I’ve just put together my new build – I’m still on bare bones windows with a few drivers, so not really got to use it properly yet, however I’ve been mulling this over for a few days…

Should I try overclocking with the standard Intel CPU cooler? 

Firstly let me point out, that I never intended to overclock – I haven’t been interested in it for years – however now that I happen to have a motherboard and CPU that are easily overclockable, can I squeeze out a little more performance just by giving the BIOS a tweak?

I don’t want to go all out with a wind farm filled case, and a refrigerator in there, but just curious if this todays CPU’s are easier to get free Mhz from than years ago, the last time I did it?

Spec: 

Coolermaster eXtreme Power 550W PSU
Coolermaster Centurion 5 Case
80mm Intake case fan
120mm Exhaust case fan

Asus P5K-E-Wifi-AP
Intel Core2 Quad Q6700 2.66Ghz (G0) with standard Intel heatsink/fan


----------



## Underclocker (Aug 13, 2007)

Stock cooler shouldn't be a problem if you're CPU isn't overheating. Core 2 chips are definitely much more easier to OC than others; I'd say it would be pretty easy to stably hit 3GHz. Do note that you need to get a more powerful PSU if you're planning to get a beast of a GPU.


----------



## nickster_uk (Feb 7, 2005)

You should be able to hit 3GHz on stock voltage with the stock cooler without a problem.

If you really want to push things, you can get a decent heatsink for about £40 (Themalright Ultra 120 plus a decent 120mm fan) and that will make a huge difference to your overclocking capabilities.

Bear in mind that quads run a bit hotter than dual core cpus so keep an eye on your temps and test with Prime95.

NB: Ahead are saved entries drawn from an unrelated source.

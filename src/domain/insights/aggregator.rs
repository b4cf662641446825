//! Class aggregation: all per-student profiles combined into the
//! dashboard's insight payload.
//!
//! Aggregation is computed on read from the current students and profiles;
//! nothing here is persisted. Empty classes produce a defined zero-value
//! result, never a division by zero.

use serde::{Deserialize, Serialize};

use crate::domain::assessment::{DiscTrait, UnifiedProfile, VarkStyle, DISC_TIE_PRECEDENCE};
use crate::domain::classroom::Student;
use crate::domain::foundation::{Percentage, StudentId};

use super::cards::{climate_card, engagement_card, explanation_card, InsightCard};
use super::communication::{CommunicationSummary, WorkPaceSummary};
use super::compass::{CompassAxisScore, CompassCalculator};

/// One student flagged by the dissonance detector.
#[derive(Debug, Clone, PartialEq, Eq, Serialize, Deserialize)]
#[serde(rename_all = "camelCase")]
pub struct DissonanceAlert {
    pub student_id: StudentId,
    pub student_name: String,
    pub notes: String,
}

/// Class-level dissonance roll-up.
#[derive(Debug, Clone, Default, PartialEq, Eq, Serialize, Deserialize)]
#[serde(rename_all = "camelCase")]
pub struct DissonanceSummary {
    pub alert_count: usize,
    pub alerts: Vec<DissonanceAlert>,
}

/// Share of the class whose dominant DISC trait matches.
#[derive(Debug, Clone, PartialEq, Eq, Serialize, Deserialize)]
#[serde(rename_all = "camelCase")]
pub struct TraitShare {
    pub label: String,
    pub count: usize,
    pub percentage: Percentage,
}

/// The aggregate insight payload for one class.
#[derive(Debug, Clone, PartialEq, Eq, Serialize, Deserialize)]
#[serde(rename_all = "camelCase")]
pub struct ClassInsights {
    /// False when no student has responded yet; consumers render the
    /// "awaiting responses" state instead of the dashboards.
    pub has_data: bool,
    pub student_count: usize,
    pub respondent_count: usize,
    pub compass: Vec<CompassAxisScore>,
    pub insight_cards: Vec<InsightCard>,
    pub communication: Option<CommunicationSummary>,
    pub work_pace: Option<WorkPaceSummary>,
    pub dissonance: DissonanceSummary,
    /// Role material available for team formation, by dominant DISC trait.
    pub team_composition: Vec<TraitShare>,
}

impl ClassInsights {
    /// The defined result for a class with no responses.
    pub fn empty(student_count: usize) -> Self {
        Self {
            has_data: false,
            student_count,
            respondent_count: 0,
            compass: CompassCalculator::compute(&[]),
            insight_cards: Vec::new(),
            communication: None,
            work_pace: None,
            dissonance: DissonanceSummary::default(),
            team_composition: Vec::new(),
        }
    }
}

/// Class aggregation functions.
pub struct ClassAggregator;

impl ClassAggregator {
    /// Aggregates all profiles of a class into the insight payload.
    ///
    /// Callers supply a consistent snapshot of students and profiles; the
    /// aggregator joins them by student id and does not re-fetch.
    ///
    /// # Edge Cases
    /// - Empty profile set: returns [`ClassInsights::empty`]
    /// - Profile whose student was deleted mid-snapshot: still scored in
    ///   the aggregates, reported without a name in the dissonance list
    pub fn aggregate(profiles: &[UnifiedProfile], students: &[Student]) -> ClassInsights {
        if profiles.is_empty() {
            return ClassInsights::empty(students.len());
        }

        let majority_disc = Self::majority_disc(profiles);
        let majority_vark = Self::majority_vark(profiles);
        let perception = Self::majority_perception(profiles);

        let insight_cards = vec![
            climate_card(majority_disc),
            engagement_card(majority_vark),
            explanation_card(perception),
        ];

        let fast = profiles
            .iter()
            .filter(|p| {
                matches!(p.disc().dominant, DiscTrait::Dominance | DiscTrait::Influence)
            })
            .count();
        let deliberate = profiles.len() - fast;

        ClassInsights {
            has_data: true,
            student_count: students.len(),
            respondent_count: profiles.len(),
            compass: CompassCalculator::compute(profiles),
            insight_cards,
            communication: Some(CommunicationSummary::for_majority(majority_disc)),
            work_pace: Some(WorkPaceSummary::from_counts(fast, deliberate)),
            dissonance: Self::dissonance_summary(profiles, students),
            team_composition: Self::team_composition(profiles),
        }
    }

    /// Most prevalent dominant DISC trait, ties resolved by
    /// [`DISC_TIE_PRECEDENCE`].
    pub fn majority_disc(profiles: &[UnifiedProfile]) -> DiscTrait {
        let count =
            |t: DiscTrait| profiles.iter().filter(|p| p.disc().dominant == t).count();

        let mut best = DISC_TIE_PRECEDENCE[0];
        for t in DISC_TIE_PRECEDENCE {
            if count(t) > count(best) {
                best = t;
            }
        }
        best
    }

    /// Most prevalent dominant VARK style; any tie for the maximum reads
    /// as Multimodal, mirroring the individual scorer.
    pub fn majority_vark(profiles: &[UnifiedProfile]) -> VarkStyle {
        let all = [
            VarkStyle::Visual,
            VarkStyle::Auditory,
            VarkStyle::ReadingWriting,
            VarkStyle::Kinesthetic,
            VarkStyle::Multimodal,
        ];
        let count =
            |s: VarkStyle| profiles.iter().filter(|p| p.vark().dominant == s).count();

        let max = all.iter().map(|s| count(*s)).max().unwrap_or(0);
        let mut leaders = all.iter().filter(|s| count(**s) == max);
        match (leaders.next(), leaders.next()) {
            (Some(style), None) => *style,
            _ => VarkStyle::Multimodal,
        }
    }

    /// Majority perception letter (S or N); ties read as S.
    pub fn majority_perception(profiles: &[UnifiedProfile]) -> char {
        let intuitive = profiles
            .iter()
            .filter(|p| p.jungian().letter(1) == 'N')
            .count();
        if intuitive * 2 > profiles.len() {
            'N'
        } else {
            'S'
        }
    }

    fn dissonance_summary(
        profiles: &[UnifiedProfile],
        students: &[Student],
    ) -> DissonanceSummary {
        let alerts: Vec<DissonanceAlert> = profiles
            .iter()
            .filter(|p| p.dissonance_alert())
            .map(|p| {
                let name = students
                    .iter()
                    .find(|s| s.id() == p.student_id())
                    .map(|s| s.name().to_string())
                    .unwrap_or_default();
                DissonanceAlert {
                    student_id: p.student_id(),
                    student_name: name,
                    notes: p.dissonance_notes().unwrap_or_default().to_string(),
                }
            })
            .collect();

        DissonanceSummary {
            alert_count: alerts.len(),
            alerts,
        }
    }

    fn team_composition(profiles: &[UnifiedProfile]) -> Vec<TraitShare> {
        DISC_TIE_PRECEDENCE
            .iter()
            .map(|t| {
                let count = profiles.iter().filter(|p| p.disc().dominant == *t).count();
                TraitShare {
                    label: t.to_string(),
                    count,
                    percentage: Percentage::from_ratio(count, profiles.len()),
                }
            })
            .collect()
    }
}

Also, you may want to think about using a different BIOS revision if you have problems finding stability. 0602 is the favoured version for quads for 3.6ghz and upwards, although if you push things that far, you may want to think about alternative cooling as that will require quite a bit of cpu voltage. Try to avoid using AUTO settings for the other voltages (cpu pll, nb, sb etc) as this tends to give more than needed. It will take quite a bit of time to find a stable overclock so don't expect a quick fix.

Finally, you may also want to think about lowering your multiplier to 8, that way you can run a 1:1 ratio of 400x8 (3.2GHz) : 800MHz RAM so you can benefit from running your ram at its rated speed. Be sure to set the timings to manual which depending on your particular sticks will either be 4-4-4-12 or 5-5-5-15 (I think).....also, set your DRAM voltage to it's rated voltage which should be printed on the side of the sticks or in the packaging somewhere.

Hope that helps :smile:


----------



## Kalim (Nov 24, 2006)

Watch your heat. The 65nm quads run very hot on air cooling unless you get near the best air cooling. Stock cooling should take it over 55°C by default.

Load test with Prime 95 v25.6 or something similar at every setting and have it stable and within good temperatures before you move on or later on you end up with many confusing problems.

The voltages needed for above 3.4GHz on 65nm quads usually are really not worth it unless you need it for a critical task or love overclocking. Usually it takes 1.39v to 1.55v to get it stable at such speeds and that means only expensive watercooling can keep the heat down. Power is also very high at such voltages and total system temperature will also be high.

I would work my way up and start for 3.0 GHz first and settle near 3.2 GHz to 3.3 GHz with as low voltage as possible.


----------